RAID 1+0 (ie stripe several mirrored pairs together): If a drive fails only that one drive needs to be rebuild and the read performance boost that mirroring gives you is only lost for that one pair - until the drive is replaced other pairs continue to perform. During drive replacement the performance penalty cannot exceed about 90% of 1/N% of capacity where N is the number of pairs in the stripe set. In addition you are protected against multiple drive failures even before the defunct drive is replaced unless both drives of a mirrored pair are lost (probability 1/2N). Total rebuild time is 1/Nth of RAID 0+1 also.

On 11th May 1998 kagel@bloomberg.net (Art S. Kagel) wrote:-

On the Fragmentation -vs- Striping issue I am going to disagree, in part. I believe that you should BOTH stripe across as many disks and controllers as possible (I use at least 10 drives but prefer 20-30 spread over 2 to 3 separate controllers) and then fragment your critical tables also. In this way you are unlikely to develop any REAL hot-spots. Striping should be with a 16K page size so that any single Informix BIGREAD comes from a single drive while readahead affects several drives. Also, when creating the 2GB virtual drive devices on the stripe set try to arrange things so that each successive virtual drive begins on a different disk and that the stripe is built such that successive drives are on different controllers, if possible. This will go a long way toward eliminating any hotspots. With this scheme only hitting the same 8 pages repeatedly could possible create a hostspot and Informix's BUFFER cache will prevent that from happening anyway.

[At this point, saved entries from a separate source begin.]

// Copyright 2020 Xavier Gillard
//
// Permission is hereby granted, free of charge, to any person obtaining a copy of
// this software and associated documentation files (the "Software"), to deal in
// the Software without restriction, including without limitation the rights to
// use, copy, modify, merge, publish, distribute, sublicense, and/or sell copies of
// the Software, and to permit persons to whom the Software is furnished to do so,
// subject to the following conditions:
//
// The above copyright notice and this permission notice shall be included in all
// copies or substantial portions of the Software.
//
// THE SOFTWARE IS PROVIDED "AS IS", WITHOUT WARRANTY OF ANY KIND, EXPRESS OR
// IMPLIED, INCLUDING BUT NOT LIMITED TO THE WARRANTIES OF MERCHANTABILITY, FITNESS
// FOR A PARTICULAR PURPOSE AND NONINFRINGEMENT. IN NO EVENT SHALL THE AUTHORS OR
// COPYRIGHT HOLDERS BE LIABLE FOR ANY CLAIM, DAMAGES OR OTHER LIABILITY, WHETHER
// IN AN ACTION OF CONTRACT, TORT OR OTHERWISE, ARISING FROM, OUT OF OR IN
// CONNECTION WITH THE SOFTWARE OR THE USE OR OTHER DEALINGS IN THE SOFTWARE.

//! C6: the greedy heuristics. All three share one frame — fully expand the
//! demand into an explicit multiset of pieces, sorted descending by length,
//! ties kept in original demand order — and differ only in which open roll
//! receives the next piece.
use crate::common::{DemandItem, Pattern, PatternUsage, Priority};

struct ExpandedPiece {
    length: u64,
    priority: Priority,
}

fn expand(demand: &[DemandItem]) -> Vec<ExpandedPiece> {
    let mut pieces: Vec<ExpandedPiece> = Vec::new();
    for item in demand {
        for _ in 0..item.quantity {
            pieces.push(ExpandedPiece {
                length: item.length,
                priority: item.priority,
            });
        }
    }
    pieces.sort_by(|a, b| b.length.cmp(&a.length));
    pieces
}

fn tier(priority: Priority) -> usize {
    match priority {
        Priority::High => 0,
        Priority::Normal => 1,
        Priority::Low => 2,
    }
}

struct OpenRoll {
    pattern: Pattern,
    tiers_present: [bool; 3],
}

/// The output of one greedy pass: the merged plan plus, for each priority
/// tier (high, normal, low, in that order), the roll-opening index of the
/// last roll (before merging) that held a piece of that tier — the scorer's
/// priority tiebreak walks this triple in order.
pub struct HeuristicPlan {
    pub usages: Vec<PatternUsage>,
    pub last_roll_by_tier: [Option<usize>; 3],
}

impl HeuristicPlan {
    pub fn last_high_priority_roll(&self) -> Option<usize> {
        self.last_roll_by_tier[0]
    }
}

/// First-Fit Decreasing: each piece goes into the first open roll it fits,
/// opening a new one only when none does.
pub fn first_fit_decreasing(demand: &[DemandItem], master_roll_length: u64) -> HeuristicPlan {
    let pieces = expand(demand);
    let mut rolls: Vec<OpenRoll> = Vec::new();

    for piece in &pieces {
        let target = rolls
            .iter()
            .position(|r| r.pattern.remaining_capacity() >= piece.length);
        match target {
            Some(i) => place(&mut rolls, i, piece),
            None => open_and_place(&mut rolls, piece, master_roll_length),
        }
    }

    finish(rolls)
}

/// Best-Fit Decreasing: each piece goes into the open roll with the least
/// remaining capacity that still fits it (tightest fit), ties favoring the
/// older roll.
pub fn best_fit_decreasing(demand: &[DemandItem], master_roll_length: u64) -> HeuristicPlan {
    let pieces = expand(demand);
    let mut rolls: Vec<OpenRoll> = Vec::new();

    for piece in &pieces {
        let mut best: Option<(usize, u64)> = None;
        for (i, roll) in rolls.iter().enumerate() {
            let remaining = roll.pattern.remaining_capacity();
            if remaining >= piece.length {
                match best {
                    Some((_, best_remaining)) if remaining >= best_remaining => {}
                    _ => best = Some((i, remaining)),
                }
            }
        }
        match best {
            Some((i, _)) => place(&mut rolls, i, piece),
            None => open_and_place(&mut rolls, piece, master_roll_length),
        }
    }

    finish(rolls)
}

fn place(rolls: &mut [OpenRoll], index: usize, piece: &ExpandedPiece) {
    let roll = &mut rolls[index];
    roll.pattern = roll
        .pattern
        .with_piece_added(piece.length)
        .expect("caller only passes a roll whose remaining capacity already covers this piece");
    roll.tiers_present[tier(piece.priority)] = true;
}

fn open_and_place(rolls: &mut Vec<OpenRoll>, piece: &ExpandedPiece, master_roll_length: u64) {
    let pattern = Pattern::empty(master_roll_length)
        .with_piece_added(piece.length)
        .expect("a lone piece within the master roll length always fits");
    let mut tiers_present = [false; 3];
    tiers_present[tier(piece.priority)] = true;
    rolls.push(OpenRoll { pattern, tiers_present });
}

fn finish(rolls: Vec<OpenRoll>) -> HeuristicPlan {
    let mut last_roll_by_tier = [None; 3];
    for t in 0..3 {
        last_roll_by_tier[t] = rolls.iter().rposition(|r| r.tiers_present[t]);
    }
    let mut usages: Vec<PatternUsage> = Vec::new();
    for roll in rolls {
        match usages.iter_mut().find(|u| u.pattern == roll.pattern) {
            Some(usage) => usage.rolls_used += 1,
            None => usages.push(PatternUsage {
                pattern: roll.pattern,
                rolls_used: 1,
            }),
        }
    }
    HeuristicPlan {
        usages,
        last_roll_by_tier,
    }
}

#[cfg(test)]
mod tests {
    use super::*;

    fn demand(items: &[(u64, u64)]) -> Vec<DemandItem> {
        items
            .iter()
            .map(|&(length, quantity)| DemandItem {
                length,
                quantity,
                priority: Priority::Normal,
            })
            .collect()
    }

    #[test]
    fn ffd_packs_two_pieces_that_exactly_fill_the_roll() {
        let plan = first_fit_decreasing(&demand(&[(50, 2)]), 100);
        assert_eq!(plan.usages.len(), 1);
        assert_eq!(plan.usages[0].rolls_used, 1);
        assert_eq!(plan.usages[0].pattern.waste(), 0);
    }

    #[test]
    fn ffd_opens_two_rolls_when_pieces_cannot_share_one() {
        let plan = first_fit_decreasing(&demand(&[(60, 1), (50, 1)]), 100);
        let total_rolls: u64 = plan.usages.iter().map(|u| u.rolls_used).sum();
        assert_eq!(total_rolls, 2);
    }

    #[test]
    fn bfd_prefers_the_tighter_fitting_open_roll() {
        let plan = best_fit_decreasing(&demand(&[(60, 1), (30, 1), (10, 1)]), 100);
        // 60 opens roll A (40 remaining); 30 fits roll A (10 remaining) tighter
        // than opening a new roll; 10 exactly fills roll A.
        assert_eq!(plan.usages.len(), 1);
        assert_eq!(plan.usages[0].pattern.waste(), 0);
    }

    #[test]
    fn every_demanded_piece_is_placed_exactly_once() {
        let plan = first_fit_decreasing(&demand(&[(3, 7)]), 10);
        let total_pieces: u64 = plan.usages.iter().map(|u| u.pattern.count_of(3) * u.rolls_used).sum();
        assert_eq!(total_pieces, 7);
    }

    #[test]
    fn tracks_the_last_roll_opened_for_a_high_priority_piece() {
        let demand = vec![
            DemandItem { length: 50, quantity: 1, priority: Priority::Normal },
            DemandItem { length: 50, quantity: 1, priority: Priority::High },
        ];
        let plan = first_fit_decreasing(&demand, 60);
        assert_eq!(plan.last_high_priority_roll(), Some(1));
    }
}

Your administration load of tracking I/Os to eliminate hotspots will dwindle SIGNIFICANTLY with this scheme.

On 24th Aug 1998 Gary.Cherneski@MCI.Com (Gary D. Cherneski) wrote:-

I am a Sr. DBA managing large (> 1 tb) Informix OLTP dbs. We use Veritas striping and mirroring (RAID 10.) For down and dirty oltp using indexes, its great. We round robin all our table data (many in excess of 300 M rows) and have all of our indexes in a single dbspace.

Your assumption with what your Informix SE said is correct. This configuration will not work optimally (but it will work) for DSS type queries. In addition, large multi-table joins have a somewhat diminished performance, even if they use indexes.

If your primary need is OLTP but you still must maintain a strong DSS type environment, you might try using RAID 10 with veritas striping/mirroring and an expression based fragmentation scheme for the data and indexes. This would give you the ability for multiple threads when performing DSS type queries as well as more threads for multi-table joins. The downside of this is that it is harder to maintain (all of the frag expressions.)

If DSS type query performance is not a factor but you have a significant amount of multi-table joins that are critical, you could try round-robin'ing your data and using expression based fragmentation for your indexes. This would give a better performance for those multi-table joins and is not as terrible to maintain.

If DSS type query and multi-table join query performance is not a factor, I would go with the scheme we use: round-robin your data in n buckets and use one dbspace for indexes. This by far is simpler to maintain since you do not have to watch frag expressions as they grow and this will deliver the OLTP performance you need.

Additionally: Are you considering "hot spares" where veritas will automatically migrate a disk slice to a spare drive/slice in the event of problems? It helps with redundancy but watch out for the long sync times when disk trays or controllers go south.